Sprint Velocity Benchmarks: What numbers healthy teams

“Is our velocity good?” is the most common question engineering managers ask after their team’s first quarter of running sprints. It’s also a question with no honest, clean answer — and yet there are benchmarks worth knowing.

This post is what we wish someone had handed us when we first asked it: realistic ranges, the variables that actually matter, and the diagnostic questions that turn a bare velocity number into something useful.

The short answer

Most healthy product engineering teams of 4–6 people running 2-week sprints with a Fibonacci scale (1, 2, 3, 5, 8, 13) settle into a velocity in the 30–60 story-point range, after 4–6 sprints of calibration.

Read that with three caveats:

The unit is not standardised. Team A’s 5 isn’t Team B’s 5. Comparing point totals across teams is noise.
Stable matters more than high. A team consistently shipping 35 ± 4 points is healthier than one swinging between 20 and 70.
Trend matters more than level. A team going from 30 → 35 → 40 over a quarter is doing well at any starting number.

If you came here for “shoot for 50”, that’s the headline. The rest of this post is why that number is almost meaningless without the context around it.

What “good” actually depends on

Five variables dominate the velocity number. Get any one of them wrong in your interpretation and the benchmark falls apart.

1. Sprint length

Velocity scales close-to-linearly with sprint length. A 1-week team running at 18 is roughly equivalent to a 2-week team at 35.

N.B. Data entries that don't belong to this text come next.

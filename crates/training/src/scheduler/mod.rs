use serde::{Deserialize, Serialize};

use crate::{TrainingConfig, TrainingError};

/// Learning-rate policy advanced once per applied training step.
pub trait LRScheduler: Send {
    /// Advances the step counter and returns the learning rate to use next.
    fn step(&mut self) -> f64;
    fn learning_rate(&self) -> f64;
    fn steps_taken(&self) -> usize;
    /// `None` for schedulers without persistent state.
    fn state(&self) -> Option<SchedulerState>;
    fn load_state(&mut self, state: &SchedulerState) -> Result<(), TrainingError>;
}

#[derive(Debug, Clone, PartialEq, Serialize, Deserialize)]
pub struct SchedulerState {
    pub base_lr: f64,
    pub warmup_steps: f64,
    pub total_steps: usize,
    pub step: usize,
}

#[derive(Debug, Clone, PartialEq)]
pub enum SchedulerConfig {
    Constant {
        base_lr: f64,
    },
    LinearWarmupDecay {
        base_lr: f64,
        total_steps: usize,
        warmup_ratio: f64,
    },
}

impl SchedulerConfig {
    /// Linear warmup/decay when `warmup_ratio > 0`, a constant rate otherwise.
    pub fn from_training_config(config: &TrainingConfig, steps_per_epoch: usize) -> Self {
        if config.scheduler_enabled() {
            SchedulerConfig::LinearWarmupDecay {
                base_lr: config.lr,
                total_steps: config.max_epochs * steps_per_epoch,
                warmup_ratio: config.warmup_ratio,
            }
        } else {
            SchedulerConfig::Constant { base_lr: config.lr }
        }
    }

    pub fn build(self) -> Result<Box<dyn LRScheduler>, TrainingError> {
        match self {
            SchedulerConfig::Constant { base_lr } => Ok(Box::new(NoScheduler::new(base_lr))),
            SchedulerConfig::LinearWarmupDecay {
                base_lr,
                total_steps,
                warmup_ratio,
            } => Ok(Box::new(LinearWarmupDecay::new(
                base_lr,
                total_steps,
                warmup_ratio,
            )?)),
        }
    }
}

/// Linear ramp from 0 to `base_lr` over the warmup, then linear decay to 0
/// at `total_steps`. The warmup length is real-valued.
#[derive(Debug, Clone)]
pub struct LinearWarmupDecay {
    base_lr: f64,
    warmup_steps: f64,
    total_steps: usize,
    step: usize,
}

impl LinearWarmupDecay {
    pub fn new(base_lr: f64, total_steps: usize, warmup_ratio: f64) -> Result<Self, TrainingError> {
        if base_lr <= 0.0 {
            return Err(TrainingError::initialization(
                "scheduler requires base learning rate > 0",
            ));
        }
        if !(warmup_ratio > 0.0 && warmup_ratio <= 1.0) {
            return Err(TrainingError::initialization(format!(
                "warmup_ratio must be in (0, 1] (got {})",
                warmup_ratio
            )));
        }

        Ok(Self {
            base_lr,
            warmup_steps: warmup_ratio * total_steps as f64,
            total_steps,
            step: 0,
        })
    }

    pub fn warmup_steps(&self) -> f64 {
        self.warmup_steps
    }

    pub fn total_steps(&self) -> usize {
        self.total_steps
    }

    /// Multiplier applied to the base rate at `step`.
    pub fn lambda(&self, step: usize) -> f64 {
        let step = step as f64;
        if step < self.warmup_steps {
            return step / self.warmup_steps.max(1.0);
        }
        let total = self.total_steps as f64;
        ((total - step) / (total - self.warmup_steps).max(1.0)).max(0.0)
    }
}

impl LRScheduler for LinearWarmupDecay {
    fn step(&mut self) -> f64 {
        self.step = self.step.saturating_add(1);
        self.learning_rate()
    }

    fn learning_rate(&self) -> f64 {
        self.base_lr * self.lambda(self.step)
    }

    fn steps_taken(&self) -> usize {
        self.step
    }

    fn state(&self) -> Option<SchedulerState> {
        Some(SchedulerState {
            base_lr: self.base_lr,
            warmup_steps: self.warmup_steps,
            total_steps: self.total_steps,
            step: self.step,
        })
    }

    fn load_state(&mut self, state: &SchedulerState) -> Result<(), TrainingError> {
        if state.total_steps != self.total_steps {
            return Err(TrainingError::runtime(format!(
                "scheduler total_steps mismatch: checkpoint has {}, run has {}",
                state.total_steps, self.total_steps
            )));
        }
        self.base_lr = state.base_lr;
        self.warmup_steps = state.warmup_steps;
        self.step = state.step;
        Ok(())
    }
}

/// Keeps the base learning rate; stepping it does nothing.
#[derive(Debug, Clone)]
pub struct NoScheduler {
    base_lr: f64,
}

impl NoScheduler {
    pub fn new(base_lr: f64) -> Self {
        Self { base_lr }
    }
}

impl LRScheduler for NoScheduler {
    fn step(&mut self) -> f64 {
        self.base_lr
    }

    fn learning_rate(&self) -> f64 {
        self.base_lr
    }

    fn steps_taken(&self) -> usize {
        0
    }

    fn state(&self) -> Option<SchedulerState> {
        None
    }

    fn load_state(&mut self, _state: &SchedulerState) -> Result<(), TrainingError> {
        Err(TrainingError::runtime(
            "checkpoint carries scheduler state but no scheduler is configured",
        ))
    }
}
use std::{collections::BTreeMap, fmt};

use serde::{Deserialize, Serialize};

/// What one processed batch reports to the sinks.
#[derive(Debug, Clone, Copy, PartialEq)]
pub struct StepState {
    pub epoch: usize,
    /// `epoch * batches_per_epoch + index`; skipped batches keep their slot.
    pub global_step: usize,
    pub loss: f64,
    /// Pre-clip gradient norm; `0.0` when no parameter received a gradient.
    pub grad_norm: f64,
    /// Rate the optimizer step used.
    pub learning_rate: f64,
    pub applied: bool,
}

/// Evaluation scores keyed by metric name, ordered for stable output.
#[derive(Debug, Clone, Default, PartialEq, Serialize, Deserialize)]
pub struct ScoreRecord(BTreeMap<String, f64>);

impl ScoreRecord {
    pub fn new() -> Self {
        Self::default()
    }

    pub fn insert(&mut self, metric: impl Into<String>, value: f64) {
        self.0.insert(metric.into(), value);
    }

    pub fn get(&self, metric: &str) -> Option<f64> {
        self.0.get(metric).copied()
    }

    pub fn iter(&self) -> impl Iterator<Item = (&str, f64)> {
        self.0.iter().map(|(name, value)| (name.as_str(), *value))
    }

    pub fn is_empty(&self) -> bool {
        self.0.is_empty()
    }
}

impl FromIterator<(String, f64)> for ScoreRecord {
    fn from_iter<T: IntoIterator<Item = (String, f64)>>(iter: T) -> Self {
        Self(iter.into_iter().collect())
    }
}

impl fmt::Display for ScoreRecord {
    fn fmt(&self, f: &mut fmt::Formatter<'_>) -> fmt::Result {
        let mut first = true;
        for (name, value) in self.iter() {
            if !first {
                f.write_str(" ")?;
            }
            write!(f, "{name}={value:.4}")?;
            first = false;
        }
        Ok(())
    }
}

/// Token-weighted loss and accuracy accumulated over a dev stream.
#[derive(Debug, Default)]
pub struct EvaluationMetrics {
    loss_sum: f64,
    token_count: u64,
    correct_tokens: u64,
    scored_tokens: u64,
    batches: u64,
}

impl EvaluationMetrics {
    pub fn update(&mut self, loss: f64, tokens: u64) {
        self.loss_sum += loss * tokens as f64;
        self.token_count += tokens;
        self.batches += 1;
    }

    pub fn update_accuracy(&mut self, correct: u64, tokens: u64) {
        self.correct_tokens += correct;
        self.scored_tokens += tokens;
    }

    pub fn finalize(self) -> ScoreRecord {
        let mut record = ScoreRecord::new();
        record.insert("batches", self.batches as f64);
        if self.token_count > 0 {
            record.insert("loss", self.loss_sum / self.token_count as f64);
            record.insert("tokens", self.token_count as f64);
        }
        if self.scored_tokens > 0 {
            record.insert(
                "accuracy",
                self.correct_tokens as f64 / self.scored_tokens as f64,
            );
        }
        record
    }
}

Sprint length	Typical healthy range
1 week	15–30 points
2 weeks	30–60 points
3 weeks	45–90 points
4 weeks	60–120 points

Short sprints have proportionally more standup, retro, and planning overhead, so they’re slightly less than 2× a 1-week team. But it’s close enough to plan with.

2. Team size

Velocity is not linear with team size, because of communication overhead and code review bottlenecks. Doubling a team rarely doubles output — typically 1.6–1.8×.

Team size	Multiplier on a 4-person baseline
2 people	0.55×
4 people	1.0× (baseline)
6 people	1.4×
8 people	1.7×
10 people	1.9×

If you’re already at 8+ people and considering hiring “to ship more”, the marginal velocity increase is small. Splitting into two teams of 4–5 with separate sprints often beats it.

3. Story-point scale

The most common scales:

Fibonacci (1, 2, 3, 5, 8, 13) — by far the most popular. Numbers in this post assume Fibonacci.
Linear (1–10) — teams using it tend to under-distinguish between 3 and 5 (about 30% smaller-feeling stories), so velocity numbers run roughly 25–40% higher than Fibonacci.
T-shirt sizes (XS/S/M/L/XL) translated to points — varies wildly. Don’t compare across teams using different translations.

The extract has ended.